Preparation technology of supersaturatable self-microemulsifying drug delivery system of etoposide and quality evaluation
10.7501/j.issn.0253-2670.2015.06.008
- Author:
Dan-Dan ZHAO
1
Author Information
1. College of Pharmaceutical Science, Zhejiang Chinese Medical University
- Publication Type:Journal Article
- Keywords:
Etoposide;
Preparation technology;
Pseudo ternary phase diagram;
Psychro-thermal cycles;
Self-microemulsion;
Solubility;
Supersaturatable self-microemulsifying drug delivery system
- From:
Chinese Traditional and Herbal Drugs
2015;46(6):822-831
- CountryChina
- Language:Chinese
-
Abstract:
To prepare supersaturatable self-microemulsifying drug delivery system (S-SMEDDS) of etoposide (VP-16) for increasing the solubility of difficult soluble drug of etoposide, which will provide a scientific basis for improving its bioavailability.
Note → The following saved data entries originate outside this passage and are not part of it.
// Copyright (C) 2016-2018 ERGO-Code
// Copyright (C) 2022-2023 Richard Lincoln

use crate::lu::statistics::SolveStatistics;

/// Scratch memory for solves against a factorization.
///
/// The factors are read-only while solving, so any number of threads may
/// solve concurrently against one [`crate::LU`] as long as each uses its own
/// workspace. Counters gathered here reach the engine through
/// [`crate::LU::absorb`].
#[derive(Debug, Clone, Default)]
pub struct Workspace {
    pub(crate) work: Vec<f64>,
    pub(crate) xi: Vec<usize>,
    pub(crate) pstack: Vec<usize>,
    pub(crate) marked: Vec<u32>,
    pub(crate) marker: u32,
    pub(crate) stats: SolveStatistics,
}

impl Workspace {
    pub fn new(m: usize) -> Self {
        let mut ws = Self::default();
        ws.ensure(m);
        ws
    }

    /// Grow the buffers for dimension `m`.
    pub(crate) fn ensure(&mut self, m: usize) {
        if self.work.len() < m {
            self.work.resize(m, 0.0);
            self.xi.resize(m, 0);
            self.pstack.resize(m, 0);
            self.marked.resize(m, 0);
        }
    }

    /// Fresh stamp for `marked`. Stamps older than the returned value count
    /// as unmarked.
    pub(crate) fn next_marker(&mut self) -> u32 {
        if self.marker == u32::MAX {
            self.marked.fill(0);
            self.marker = 0;
        }
        self.marker += 1;
        self.marker
    }
}
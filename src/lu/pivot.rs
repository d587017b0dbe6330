// Copyright (C) 2016-2018 ERGO-Code
// Copyright (C) 2022-2023 Richard Lincoln

use crate::lu::LU;
use crate::Status;
use std::time::Instant;

/// Eliminate pivot `(row, col)` from the active submatrix.
///
/// The pivot column scaled by the pivot becomes column `row` of `L`, the
/// pivot row becomes row `row` of `U`. Every column in the pivot row gets a
/// rank-1 update; fill-in is appended through `get_space_iterate`. Entries
/// dropping to `zero_tolerance` or below are removed, and a column whose
/// maximum falls that low is emptied so the search rejects it.
pub(crate) fn pivot(lu: &mut LU, row: usize, col: usize) -> Result<(), Status> {
    let tic = Instant::now();
    let zero_tolerance = lu.config.zero_tolerance;

    let Some(pos) = lu.a_cols.find(col, row) else {
        return Err(Status::InvalidCall);
    };
    let piv = lu.a_cols.value[pos];

    // L column: rows of the pivot column, scaled.
    lu.reserve_markers(lu.a_rows.len(row) + 1);
    let lmark = lu.next_marker();
    let lbeg = lu.l_acc_index.len();
    {
        let (rows, values) = lu.a_cols.line(col);
        for (&i, &x) in rows.iter().zip(values) {
            if i == row {
                continue;
            }
            let l = x / piv;
            lu.l_acc_index.push(i);
            lu.l_acc_value.push(l);
            lu.work[i] = l;
            lu.marked[i] = lmark;
        }
    }
    let lend = lu.l_acc_index.len();
    lu.l_acc_begin.push(lend);

    // U row: columns of the pivot row. Keep a copy of the pattern since the
    // row file may be compressed below.
    let mut pattern = std::mem::take(&mut lu.iwork);
    pattern.clear();
    pattern.extend(lu.a_rows.indices(row).iter().copied().filter(|&j| j != col));

    for &j in &pattern {
        let Some(a_rj) = lu.a_cols.remove(j, row) else {
            lu.iwork = pattern;
            return Err(Status::InvalidCall);
        };
        lu.left_elements -= 1;
        lu.u_acc_index.push(j);
        lu.u_acc_value.push(a_rj);

        // update entries present in column j
        let jmark = lu.next_marker();
        let mut cmx: f64 = 0.0;
        let mut pos = lu.a_cols.begin[j];
        while pos < lu.a_cols.end[j] {
            let i = lu.a_cols.index[pos];
            if lu.marked[i] == lmark {
                lu.touched[i] = jmark;
                let x = lu.a_cols.value[pos] - lu.work[i] * a_rj;
                if x.abs() <= zero_tolerance {
                    lu.a_cols.remove_at(j, pos);
                    lu.a_rows.remove(i, j);
                    lu.left_elements -= 1;
                    continue;
                }
                lu.a_cols.value[pos] = x;
            }
            cmx = f64::max(cmx, lu.a_cols.value[pos].abs());
            pos += 1;
        }

        // fill-in
        let nfill = (lbeg..lend)
            .filter(|&k| lu.touched[lu.l_acc_index[k]] != jmark)
            .count();
        if nfill > 0 {
            lu.get_column_space_iterate(j, nfill)?;
            for k in lbeg..lend {
                let i = lu.l_acc_index[k];
                if lu.touched[i] == jmark {
                    continue;
                }
                let x = -lu.l_acc_value[k] * a_rj;
                if x.abs() <= zero_tolerance {
                    continue;
                }
                lu.a_cols.push(j, i, x);
                lu.left_elements += 1;
                lu.get_row_space_iterate(i, 1)?;
                lu.a_rows.push(i, j, 0.0);
                cmx = f64::max(cmx, x.abs());
            }
        }
        lu.factor_flops += lend - lbeg;

        lu.col_max[j] = cmx;
        if cmx <= zero_tolerance {
            clear_column(lu, j);
        }
        lu.col_count.move_to(j, lu.a_cols.len(j));
    }
    pattern.clear();
    lu.iwork = pattern;

    // Remove the pivot column from the row patterns and rebucket the rows.
    for k in lbeg..lend {
        let i = lu.l_acc_index[k];
        lu.a_rows.remove(i, col);
        lu.work[i] = 0.0;
        let nz = lu.a_rows.len(i);
        lu.row_count.move_to(i, nz);
    }

    lu.u_acc_begin.push(lu.u_acc_index.len());
    lu.step_row.push(row);
    lu.step_col.push(col);
    lu.step_pivot.push(piv);

    lu.left_elements -= lu.a_cols.len(col);
    lu.a_cols.clear_line(col);
    lu.a_rows.clear_line(row);
    lu.col_count.remove(col);
    lu.row_count.remove(row);
    lu.col_done[col] = true;
    lu.row_done[row] = true;

    lu.time_elim_pivot += tic.elapsed().as_secs_f64();
    Ok(())
}

/// Drop all entries of active column `j`.
pub(crate) fn clear_column(lu: &mut LU, j: usize) {
    for pos in lu.a_cols.begin[j]..lu.a_cols.end[j] {
        let i = lu.a_cols.index[pos];
        lu.a_rows.remove(i, j);
        let nz = lu.a_rows.len(i);
        lu.row_count.move_to(i, nz);
    }
    lu.left_elements -= lu.a_cols.len(j);
    lu.a_cols.clear_line(j);
    lu.col_max[j] = 0.0;
}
To study the prescription and preparation technology of S-SMEDDS of VP-16, according to different oil phases, compatibility of surfactants, and the microemulsion area size in the pseudo ternary phase diagram of different cosurfactants, to determine the basic prescription of self-microemulsifying concentrate, optimize the prescription of VP-16 based on its solubility and crystallization conditions, with filtrating appropriate precipitation inhibitor and the best prescription drug loading. The rate of self-microemulsifying was taken as index to study the preparation technology of VP-16 S-SMEDDS for investigating the influence on the ability of self-microemulsifying. The optimal prescription is: RH40-PEG 400-GTCC-PVP K30 (20∶ 20∶ 10∶ 1), 2% drug content of the mass fraction. The optimum technological conditions are 37 ℃, 20 r/min, and 20 min by magnetic stirring. The average particle size of VP-16 S-SMEDDS is (82.7 ± 3.3) nm and the size distribution of VP-16 S-SMEDDS is relatively concentrated. The average content of VP-16 in three batches of S-SMEDDS is 19.98 mg/g. Results of dissolution test showed that at 60 min the cumulative dissolution is close to 100%. Stability study results show that the high temperature and light could influence the drug stability and micro emulsification ability of VP-16 S-SMEDDS, while the psychro-thermal cycles test has no influence to it. After the preliminary stability test, the results show that the stability of VP-16 S-SMEDDS is good. The optimized prescription of VP-16 S-SMEDDS can significantly increase the solubility of VP-16, and it's quality is stable, which could improve its bioavailability further. The research method is scientific, reliable, and feasible.